Johnny Brenda's and WKDU present
Woolen Men, Lame Drivers, Literature
1100 Chestnut Street
Philadelphia, PA, 19107
Doors 8:00 PM / Show 9:00 PM
This event is 21 and over
PET MILK is a band from Philadelphia formed in 2010, proponents of punklife and kitchen-sink romance, perennial victims of post-teenage ennui. We love noise and pop, are influenced by Black Tambourine, Nico and New Order, and are currently recording our debut LP with Josh Meakim (of A Sunny Day in Glasgow and Arc in Round). We encourage you to tell someone that you love them and to mean it.
The Woolen Men are three — two Oregon natives and a Washingtonian. They play punk influenced DIY music in the Pac-NW tradition of Dead Moon and the Wipers. More than a sound or style, that means a kind of work ethic — do-it-yourself and do it a lot. The band is happiest touring up and down the I-5 or bunkered in their practice space with the cassette 4-track rolling. And it shows. Live, the band is thunderous and energetic and the magnetic chemistry of the three of them playing together shines through in the recordings.

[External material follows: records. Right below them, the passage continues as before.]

use std::time::Duration;

use tracing::debug;

use crate::blink::BlinkHistory;
use crate::models::{BoundingBox, EyeObservation};

/// Height over width of an eye box; 0 for a zero-width box.
pub fn aspect_ratio(height: u32, width: u32) -> f64 {
    if width == 0 {
        return 0.0;
    }
    f64::from(height) / f64::from(width)
}

/// Normalizes an eye box (relative to its face box) against the frame size.
pub fn observe_eye(
    face: &BoundingBox,
    eye: &BoundingBox,
    frame_width: u32,
    frame_height: u32,
) -> EyeObservation {
    let center_x = face.x.saturating_add(eye.x).saturating_add(eye.w / 2);
    let center_y = face.y.saturating_add(eye.y).saturating_add(eye.h / 2);

    EyeObservation {
        center_x: normalize(center_x, frame_width),
        center_y: normalize(center_y, frame_height),
        aspect_ratio: aspect_ratio(eye.h, eye.w),
    }
}

fn normalize(value: u32, extent: u32) -> f64 {
    if extent == 0 {
        return 0.0;
    }
    f64::from(value) / f64::from(extent)
}

/// Turns per-frame eye aspect ratios into debounced blink events.
///
/// The debounce marker starts at session start, so nothing registers during
/// the first debounce interval.
#[derive(Debug, Clone)]
pub struct EyeAspectTracker {
    threshold: f64,
    debounce: Duration,
    last_blink: Duration,
}

impl EyeAspectTracker {
    pub fn new(threshold: f64, debounce: Duration) -> Self {
        Self {
            threshold,
            debounce,
            last_blink: Duration::ZERO,
        }
    }

    /// Records a blink at `at` when the eye looks closed and the debounce
    /// interval has passed. Returns whether a blink was registered.
    pub fn observe(&mut self, aspect_ratio: f64, at: Duration, history: &mut BlinkHistory) -> bool {
        if aspect_ratio >= self.threshold {
            return false;
        }

        if at.saturating_sub(self.last_blink) < self.debounce {
            return false;
        }

        history.record(at);
        self.last_blink = at;
        debug!(at_secs = at.as_secs_f64(), aspect_ratio, "blink registered");
        true
    }
}

#[cfg(test)]
mod tests {
    use super::*;
    use proptest::prelude::*;

    fn tracker() -> EyeAspectTracker {
        EyeAspectTracker::new(0.3, Duration::from_millis(300))
    }

    #[test]
    fn zero_width_box_has_zero_ratio() {
        assert_eq!(aspect_ratio(20, 0), 0.0);
        assert_eq!(aspect_ratio(10, 40), 0.25);
    }

    #[test]
    fn eye_centre_is_normalized_to_frame() {
        let face = BoundingBox { x: 100, y: 50, w: 200, h: 200 };
        let eye = BoundingBox { x: 40, y: 60, w: 41, h: 20 };
        let observed = observe_eye(&face, &eye, 640, 480);
        assert!((observed.center_x - 160.0 / 640.0).abs() < 1e-12);
        assert!((observed.center_y - 120.0 / 480.0).abs() < 1e-12);
        assert!((observed.aspect_ratio - 20.0 / 41.0).abs() < 1e-12);
    }

    #[test]
    fn empty_frame_size_does_not_divide_by_zero() {
        let observed = observe_eye(&BoundingBox::default(), &BoundingBox::default(), 0, 0);
        assert_eq!(observed.center_x, 0.0);
        assert_eq!(observed.center_y, 0.0);
        assert_eq!(observed.aspect_ratio, 0.0);
    }

    #[test]
    fn no_blink_during_first_debounce_interval() {
        let mut history = BlinkHistory::default();
        let mut tracker = tracker();
        assert!(!tracker.observe(0.1, Duration::from_millis(50), &mut history));
        assert!(!tracker.observe(0.1, Duration::from_millis(299), &mut history));
        assert!(tracker.observe(0.1, Duration::from_millis(300), &mut history));
        assert_eq!(history.total(), 1);
    }

    #[test]
    fn blink_exactly_at_debounce_boundary_registers() {
        let mut history = BlinkHistory::default();
        let mut tracker = tracker();
        assert!(tracker.observe(0.1, Duration::from_millis(1000), &mut history));
        assert!(tracker.observe(0.1, Duration::from_millis(1300), &mut history));
        assert_eq!(history.total(), 2);
    }

    proptest! {
        #[test]
        fn open_eyes_never_blink(ratio in 0.3f64..10.0, at_ms in 0u64..600_000) {
            let mut history = BlinkHistory::default();
            let registered = tracker().observe(ratio, Duration::from_millis(at_ms), &mut history);
            prop_assert!(!registered);
            prop_assert_eq!(history.total(), 0);
        }

        #[test]
        fn close_candidates_register_once(start_ms in 300u64..600_000, gap_ms in 0u64..300) {
            let mut history = BlinkHistory::default();
            let mut tracker = tracker();
            prop_assert!(tracker.observe(0.1, Duration::from_millis(start_ms), &mut history));
            let repeat = Duration::from_millis(start_ms + gap_ms);
            prop_assert!(!tracker.observe(0.1, repeat, &mut history));
            prop_assert_eq!(history.total(), 1);
        }
    }
}
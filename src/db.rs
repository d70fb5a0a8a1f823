use anyhow::Context;
use chrono::{NaiveDateTime, TimeDelta};
use sqlx::{PgPool, Row};
use uuid::Uuid;

use crate::models::LogEntry;
use crate::report::SessionSummary;

/// Aggregates of one archived session, as listed by `trends`.
#[derive(Debug, Clone)]
pub struct SessionTrend {
    pub source_key: String,
    pub started_at: NaiveDateTime,
    pub entry_count: i64,
    pub duration_secs: i64,
    pub focused_pct: f64,
    pub distracted_pct: f64,
    pub drowsy_pct: f64,
    pub avg_blinks_per_min: f64,
}

pub async fn init_db(pool: &PgPool) -> anyhow::Result<()> {
    sqlx::migrate!("./migrations").run(pool).await?;
    Ok(())
}

/// Stores a parsed session log under `source_key`. Returns `false` when the
/// key was archived before.
pub async fn archive_log(
    pool: &PgPool,
    source_key: &str,
    entries: &[LogEntry],
) -> anyhow::Result<bool> {
    let first = entries.first().context("session log has no entries")?;
    let summary = SessionSummary::from_log(entries);
    let session_id = Uuid::new_v4();
    let started_at = i64::try_from(first.elapsed_seconds)
        .ok()
        .and_then(TimeDelta::try_seconds)
        .and_then(|offset| first.timestamp.checked_sub_signed(offset))
        .unwrap_or(first.timestamp);

    let mut tx = pool.begin().await?;

    let inserted = sqlx::query(
        r#"
        INSERT INTO focustrack.sessions (id, source_key, started_at, entry_count, duration_secs)
        VALUES ($1, $2, $3, $4, $5)
        ON CONFLICT (source_key) DO NOTHING
        "#,
    )
    .bind(session_id)
    .bind(source_key)
    .bind(started_at)
    .bind(i32::try_from(summary.entries).context("too many entries")?)
    .bind(i64::try_from(summary.duration_secs).context("duration out of range")?)
    .execute(&mut *tx)
    .await?;

    if inserted.rows_affected() == 0 {
        tx.rollback().await?;
        return Ok(false);
    }

    for (seq, entry) in entries.iter().enumerate() {
        sqlx::query(
            r#"
            INSERT INTO focustrack.log_entries
            (session_id, seq, recorded_at, elapsed_seconds, eyes_detected, num_eyes,
             emotion, confidence, blink_state, blinks_per_min, focus_state)
            VALUES ($1, $2, $3, $4, $5, $6, $7, $8, $9, $10, $11)
            "#,
        )
        .bind(session_id)
        .bind(seq as i32)
        .bind(entry.timestamp)
        .bind(entry.elapsed_seconds as i64)
        .bind(entry.eyes_detected)
        .bind(entry.eye_count as i32)
        .bind(entry.emotion.as_str())
        .bind(entry.confidence)
        .bind(entry.blink_rate_category.as_str())
        .bind(entry.blinks_per_minute as i32)
        .bind(entry.focus_state.as_str())
        .execute(&mut *tx)
        .await?;
    }

    tx.commit().await?;
    Ok(true)
}

pub async fn fetch_trends(pool: &PgPool, limit: i64) -> anyhow::Result<Vec<SessionTrend>> {
    let rows = sqlx::query(
        r#"
        SELECT s.source_key, s.started_at, s.entry_count::BIGINT AS entry_count, s.duration_secs,
               100.0 * AVG(CASE WHEN e.focus_state = 'focused' THEN 1.0 ELSE 0.0 END)::FLOAT8
                   AS focused_pct,
               100.0 * AVG(CASE WHEN e.focus_state = 'distracted' THEN 1.0 ELSE 0.0 END)::FLOAT8
                   AS distracted_pct,
               100.0 * AVG(CASE WHEN e.focus_state = 'drowsy' THEN 1.0 ELSE 0.0 END)::FLOAT8
                   AS drowsy_pct,
               AVG(e.blinks_per_min)::FLOAT8 AS avg_blinks_per_min
        FROM focustrack.sessions s
        JOIN focustrack.log_entries e ON e.session_id = s.id
        GROUP BY s.id
        ORDER BY s.started_at DESC
        LIMIT $1
        "#,
    )
    .bind(limit)
    .fetch_all(pool)
    .await?;

    let mut trends = Vec::new();
    for row in rows {
        trends.push(SessionTrend {
            source_key: row.get("source_key"),
            started_at: row.get("started_at"),
            entry_count: row.get("entry_count"),
            duration_secs: row.get("duration_secs"),
            focused_pct: row.get("focused_pct"),
            distracted_pct: row.get("distracted_pct"),
            drowsy_pct: row.get("drowsy_pct"),
            avg_blinks_per_min: row.get("avg_blinks_per_min"),
        });
    }

    Ok(trends)
}
use std::time::Duration;

use anyhow::ensure;
use clap::Args;

/// Tuning knobs for the focus engine.
#[derive(Debug, Clone, PartialEq)]
pub struct EngineConfig {
    /// Eye aspect ratio below which the eye counts as closed.
    pub blink_aspect_threshold: f64,
    /// Minimum spacing between two registered blinks.
    pub blink_debounce: Duration,
    /// Rolling window used for the blink rate.
    pub blink_window: Duration,
    /// Blinks needed in total before the rate is judged at all.
    pub min_blink_history: usize,
    pub drowsy_below_bpm: usize,
    pub tired_above_bpm: usize,
    pub gaze_min_x: f64,
    pub gaze_max_x: f64,
    /// Spacing between persisted log entries.
    pub sample_interval: Duration,
}

impl Default for EngineConfig {
    fn default() -> Self {
        Self {
            blink_aspect_threshold: 0.3,
            blink_debounce: Duration::from_millis(300),
            blink_window: Duration::from_secs(60),
            min_blink_history: 2,
            drowsy_below_bpm: 8,
            tired_above_bpm: 25,
            gaze_min_x: 0.3,
            gaze_max_x: 0.7,
            sample_interval: Duration::from_secs(2),
        }
    }
}

impl EngineConfig {
    pub fn validate(&self) -> anyhow::Result<()> {
        ensure!(
            self.blink_aspect_threshold.is_finite() && self.blink_aspect_threshold >= 0.0,
            "blink aspect threshold must be a non-negative number"
        );
        ensure!(!self.blink_window.is_zero(), "blink window must be positive");
        ensure!(!self.sample_interval.is_zero(), "sample interval must be positive");
        ensure!(
            self.drowsy_below_bpm <= self.tired_above_bpm,
            "drowsy band ({}) must not exceed tired band ({})",
            self.drowsy_below_bpm,
            self.tired_above_bpm
        );
        ensure!(
            (0.0..=1.0).contains(&self.gaze_min_x)
                && (0.0..=1.0).contains(&self.gaze_max_x)
                && self.gaze_min_x < self.gaze_max_x,
            "gaze band must satisfy 0 <= min < max <= 1"
        );
        Ok(())
    }
}

/// Command-line surface for `EngineConfig`.
#[derive(Debug, Clone, Args)]
pub struct EngineArgs {
    #[arg(long, default_value_t = 0.3)]
    pub blink_threshold: f64,
    #[arg(long, default_value_t = 0.3)]
    pub blink_debounce_secs: f64,
    #[arg(long, default_value_t = 60.0)]
    pub blink_window_secs: f64,
    #[arg(long, default_value_t = 2)]
    pub min_blink_history: usize,
    #[arg(long, default_value_t = 8)]
    pub drowsy_below_bpm: usize,
    #[arg(long, default_value_t = 25)]
    pub tired_above_bpm: usize,
    #[arg(long, default_value_t = 0.3)]
    pub gaze_min_x: f64,
    #[arg(long, default_value_t = 0.7)]
    pub gaze_max_x: f64,
    #[arg(long, default_value_t = 2.0)]
    pub sample_interval_secs: f64,
}

impl TryFrom<EngineArgs> for EngineConfig {
    type Error = anyhow::Error;

    fn try_from(args: EngineArgs) -> anyhow::Result<Self> {
        let config = Self {
            blink_aspect_threshold: args.blink_threshold,
            blink_debounce: seconds("blink debounce", args.blink_debounce_secs)?,
            blink_window: seconds("blink window", args.blink_window_secs)?,
            min_blink_history: args.min_blink_history,
            drowsy_below_bpm: args.drowsy_below_bpm,
            tired_above_bpm: args.tired_above_bpm,
            gaze_min_x: args.gaze_min_x,
            gaze_max_x: args.gaze_max_x,
            sample_interval: seconds("sample interval", args.sample_interval_secs)?,
        };
        config.validate()?;
        Ok(config)
    }
}

fn seconds(name: &str, value: f64) -> anyhow::Result<Duration> {
    ensure!(
        value.is_finite() && value >= 0.0,
        "{name} must be a non-negative number of seconds, got {value}"
    );
    Ok(Duration::from_micros((value * 1_000_000.0).round() as u64))
}

#[cfg(test)]
mod tests {
    use super::*;
    use clap::Parser;

    #[derive(Parser)]
    struct Harness {
        #[command(flatten)]
        engine: EngineArgs,
    }

    #[test]
    fn cli_defaults_match_engine_defaults() {
        let harness = Harness::parse_from(["focustrack"]);
        let config = EngineConfig::try_from(harness.engine).unwrap();
        assert_eq!(config, EngineConfig::default());
    }

    #[test]
    fn rejects_inverted_gaze_band() {
        let harness =
            Harness::parse_from(["focustrack", "--gaze-min-x", "0.8", "--gaze-max-x", "0.2"]);
        assert!(EngineConfig::try_from(harness.engine).is_err());
    }

    #[test]
    fn rejects_negative_durations() {
        let harness = Harness::parse_from(["focustrack", "--blink-debounce-secs=-1"]);
        assert!(EngineConfig::try_from(harness.engine).is_err());
    }

    #[test]
    fn rejects_zero_sample_interval() {
        let config = EngineConfig {
            sample_interval: Duration::ZERO,
            ..EngineConfig::default()
        };
        assert!(config.validate().is_err());
    }
}
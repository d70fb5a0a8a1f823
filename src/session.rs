use std::path::{Path, PathBuf};
use std::time::Duration;

use chrono::{NaiveDateTime, SubsecRound, TimeDelta};
use thiserror::Error;
use tracing::{debug, info, warn};
use uuid::Uuid;

use crate::blink::{BlinkHistory, BlinkRate, BlinkRateAnalyzer};
use crate::config::EngineConfig;
use crate::export::{self, ExportError};
use crate::eyes::{observe_eye, EyeAspectTracker};
use crate::focus::{FocusClassifier, FocusRule};
use crate::models::{
    BlinkRateCategory, Emotion, FocusState, FrameObservation, FrameSignals, LogEntry,
};
use crate::report::SessionSummary;

#[derive(Debug, Clone, Copy, PartialEq, Eq)]
pub enum SessionState {
    Running,
    Stopped,
}

#[derive(Debug, Error)]
pub enum SessionError {
    #[error("session {0} is already stopped")]
    Stopped(Uuid),
}

/// Export failed after the session was stopped. The summary is kept.
#[derive(Debug, Error)]
#[error("failed to export session {session_id}")]
pub struct FinalizeError {
    pub session_id: Uuid,
    pub summary: Box<SessionSummary>,
    #[source]
    pub source: ExportError,
}

/// Owns the log and the blink history of one observation run.
#[derive(Debug, Clone)]
pub struct Session {
    id: Uuid,
    started_at: NaiveDateTime,
    state: SessionState,
    entries: Vec<LogEntry>,
    blinks: BlinkHistory,
    last_logged: Duration,
    stopped_after: Option<Duration>,
}

impl Session {
    pub fn new(started_at: NaiveDateTime) -> Self {
        Self {
            id: Uuid::new_v4(),
            started_at: started_at.trunc_subsecs(0),
            state: SessionState::Running,
            entries: Vec::new(),
            blinks: BlinkHistory::default(),
            last_logged: Duration::ZERO,
            stopped_after: None,
        }
    }

    pub fn id(&self) -> Uuid {
        self.id
    }

    pub fn started_at(&self) -> NaiveDateTime {
        self.started_at
    }

    pub fn state(&self) -> SessionState {
        self.state
    }

    pub fn entries(&self) -> &[LogEntry] {
        &self.entries
    }

    pub fn blinks(&self) -> &BlinkHistory {
        &self.blinks
    }

    fn wall_clock(&self, elapsed: Duration) -> NaiveDateTime {
        TimeDelta::from_std(elapsed)
            .ok()
            .and_then(|offset| self.started_at.checked_add_signed(offset))
            .unwrap_or(self.started_at)
            .trunc_subsecs(0)
    }

    fn summary(&self, duration: Duration) -> SessionSummary {
        SessionSummary::from_entries(
            &self.entries,
            duration.as_secs(),
            Some(self.blinks.total()),
        )
    }
}

/// What the engine concluded about one frame.
#[derive(Debug, Clone)]
pub struct FrameOutcome {
    pub signals: FrameSignals,
    pub focus_state: FocusState,
    pub rule: &'static FocusRule,
    pub blinks_per_minute: usize,
    pub blinks_registered: usize,
    pub logged: bool,
}

#[derive(Debug, Clone)]
pub struct FinalizedSession {
    pub summary: SessionSummary,
    /// `None` when nothing was logged.
    pub path: Option<PathBuf>,
}

/// Per-frame pipeline: eye tracker, blink rate, classifier, recorder.
#[derive(Debug, Clone)]
pub struct FocusEngine {
    config: EngineConfig,
    tracker: EyeAspectTracker,
    analyzer: BlinkRateAnalyzer,
    classifier: FocusClassifier,
    session: Session,
}

impl FocusEngine {
    pub fn new(config: EngineConfig, started_at: NaiveDateTime) -> Self {
        let session = Session::new(started_at);
        info!(session_id = %session.id, started_at = %session.started_at, "session started");
        Self {
            tracker: EyeAspectTracker::new(config.blink_aspect_threshold, config.blink_debounce),
            analyzer: BlinkRateAnalyzer::new(&config),
            classifier: FocusClassifier::new(&config),
            config,
            session,
        }
    }

    pub fn session(&self) -> &Session {
        &self.session
    }

    /// Runs one frame through the pipeline. `at` is time since session start.
    pub fn process(
        &mut self,
        frame: &FrameObservation,
        at: Duration,
    ) -> Result<FrameOutcome, SessionError> {
        if self.session.state() == SessionState::Stopped {
            return Err(SessionError::Stopped(self.session.id));
        }

        let mut emotion = Emotion::None;
        let mut confidence = 0.0;
        let mut eye_count = 0;
        let mut eye_positions = Vec::new();
        let mut blinks_registered = 0;

        for face in &frame.faces {
            (emotion, confidence) = face.emotion_prediction();
            eye_count = face.eyes.len();

            for eye in &face.eyes {
                let observed = observe_eye(&face.bounds, eye, frame.width, frame.height);
                eye_positions.push((observed.center_x, observed.center_y));
                if self.tracker.observe(observed.aspect_ratio, at, &mut self.session.blinks) {
                    blinks_registered += 1;
                }
            }
        }

        let BlinkRate {
            blinks_per_minute,
            category,
        } = self.analyzer.analyze(&self.session.blinks, at);
        // Without a face the rate is still reported, but the category stays normal.
        let category = if frame.faces.is_empty() {
            BlinkRateCategory::Normal
        } else {
            category
        };

        let signals = FrameSignals {
            emotion,
            emotion_confidence: confidence,
            eyes_detected: eye_count > 0,
            eye_count,
            eye_positions,
            blink_rate_category: category,
        };
        let rule = self.classifier.decide(&signals);
        let logged = self.record(&signals, rule.state, blinks_per_minute, at);

        Ok(FrameOutcome {
            focus_state: rule.state,
            rule,
            blinks_per_minute,
            blinks_registered,
            logged,
            signals,
        })
    }

    fn record(
        &mut self,
        signals: &FrameSignals,
        focus_state: FocusState,
        blinks_per_minute: usize,
        at: Duration,
    ) -> bool {
        if at.saturating_sub(self.session.last_logged) < self.config.sample_interval {
            return false;
        }

        let focus_state = if signals.eyes_detected {
            focus_state
        } else {
            FocusState::Distracted
        };

        let entry = LogEntry {
            timestamp: self.session.wall_clock(at),
            elapsed_seconds: at.as_secs(),
            eyes_detected: signals.eyes_detected,
            eye_count: signals.eye_count,
            emotion: signals.emotion.clone(),
            confidence: signals.emotion_confidence,
            blink_rate_category: signals.blink_rate_category,
            blinks_per_minute,
            focus_state,
        };
        debug!(
            elapsed_seconds = entry.elapsed_seconds,
            focus_state = %entry.focus_state,
            emotion = %entry.emotion,
            "log entry appended"
        );
        self.session.entries.push(entry);
        self.session.last_logged = at;
        true
    }

    /// Stops the session and computes its aggregates. Repeated calls return
    /// the aggregates of the first stop.
    pub fn stop(&mut self, at: Duration) -> SessionSummary {
        let duration = match self.session.stopped_after {
            Some(duration) => duration,
            None => {
                self.session.state = SessionState::Stopped;
                self.session.stopped_after = Some(at);
                info!(
                    session_id = %self.session.id,
                    entries = self.session.entries.len(),
                    total_blinks = self.session.blinks().total(),
                    "session stopped"
                );
                at
            }
        };
        self.session.summary(duration)
    }

    /// Stops the session and writes its log into `out_dir`.
    pub fn finalize(
        &mut self,
        at: Duration,
        out_dir: &Path,
    ) -> Result<FinalizedSession, FinalizeError> {
        let summary = self.stop(at);

        if self.session.entries.is_empty() {
            warn!(session_id = %self.session.id, "no data logged, skipping export");
            return Ok(FinalizedSession { summary, path: None });
        }

        match export::write_session(&self.session, out_dir) {
            Ok(path) => {
                info!(
                    session_id = %self.session.id,
                    path = %path.display(),
                    "session log exported"
                );
                Ok(FinalizedSession {
                    summary,
                    path: Some(path),
                })
            }
            Err(source) => Err(FinalizeError {
                session_id: self.session.id,
                summary: Box::new(summary),
                source,
            }),
        }
    }
}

This self-titled album released by Woodsist Records is their debut LP, following a handful of largely self-released EPs. Instead of changing their technique of recording fast and loose to capture the live energy of their sound, they recorded and recorded and recorded until they had enough songs to make up an album only of material with that elusive spark of a great recording. The ten tracks here represent five different sessions, and as many songs made the cut as were left behind. The LP was made to endure, with little attention payed to current trends or “in” sounds — what matters to the band is that the songs are well written and executed with integrity. The whole thing was recorded to analog tape.
The Woolen Men are Alex Geddes, Lawton Browning and Raf Spielman. They live and work in Portland, OR. Raf previously released an album of solo material under his Polyps moniker for the Woodists sister label Hello Sunshine.
Teenline power pop is their natural fighting weight," KFJC's Thurston Hunger writes in a review that draws comparisons to everything from The Clean, and Replacements to Graham Parker and Jay Reatard, "but they'll weird it up!" Inspired by Guided By Voices, Lame Drivers spent the past decade in a basement recording tapes, cd-r's, and compilation tracks for limited self-releases and labels like 75orLess, Eggy, State Capital and Not Not Fun. Now the power trio is touring on a Flexi-Book EP, a split 7" with tourmates The Woolen Men on SGG, and a "Lamest Hits" on Gulcher (Kurt Vile, Home Blitz, The Gizmos).
Philadelphia, PA’s Literature features Kevin Attics, Nathaniel Cardaci, Chris Schackerman, and Seth Whaland. Attics, who’d written for numerous music trades as a teen, met Cardaci and Whaland at the house venue they both operated in Austin, TX. Cardaci and Whaland each ran small imprint labels and, a million adventures later, the trio decided to form a band. Upon moving to Philadelphia the group befriended Schackerman who also joined the fold.
In 2012, following a well-received single and a track on Gerard Cosloy’s "Casual Victim Pile II" compilation they released their debut album, Arab Spring, which became a cult hit within the indiepop community. That album is sharp and immediate, almost mod-ish in its attack, but always tuneful and going for melody where it counts. They toured the US in support, and have performed with the likes of The Pains of Being Pure at Heart, Eternal Summers, Ted Leo, Sic Alps, White Fence, Gentlemen Jesse, Hospitality, and Brown Recluse. They also appeared on Terre T's Cherry Blossom Clinic.
In 2013 they released a follow-up 7", "Tie Dye" and contributed a track to Esopus Magazine alongside artists like Jens Lekman and The Shins. They also played at that year’s NYC Popfest, which helped cement the buzz that was steadily growing amongst savvy pop fans. Arab Spring was treated to a re-mastered re-press, which followed the first pressing and quickly sold out.
Autumn of 2013 saw the band begin work on their second album, Chorus, with lauded engineer Gary Olson (whose body of work includes records by Crystal Stilts, Mad Scene and The Beets) at his Marlborough Farms studio in Brooklyn, NY. As a beautiful autumn turned into one of the harshest winters in recent memory, Olson and the band began stretching out, enhancing the album with studio techniques dating back to the late 60s including true-tape flanging, sending vocals through Leslie speaker cabinets, and the same analog style of automatic double-tracking created at Abbey Road Studios.
The result is an album that is as immediate as it is timeless, full of effortlessly catchy and well-crafted tunes that echo pop legends like Smiths and Orange Juice. All of that time in the studio has resulted in a rich, considered sound that puts the band's arranging and playing front and center. Chorus is one of the most exciting pop records in years, and marks Literature at true contenders.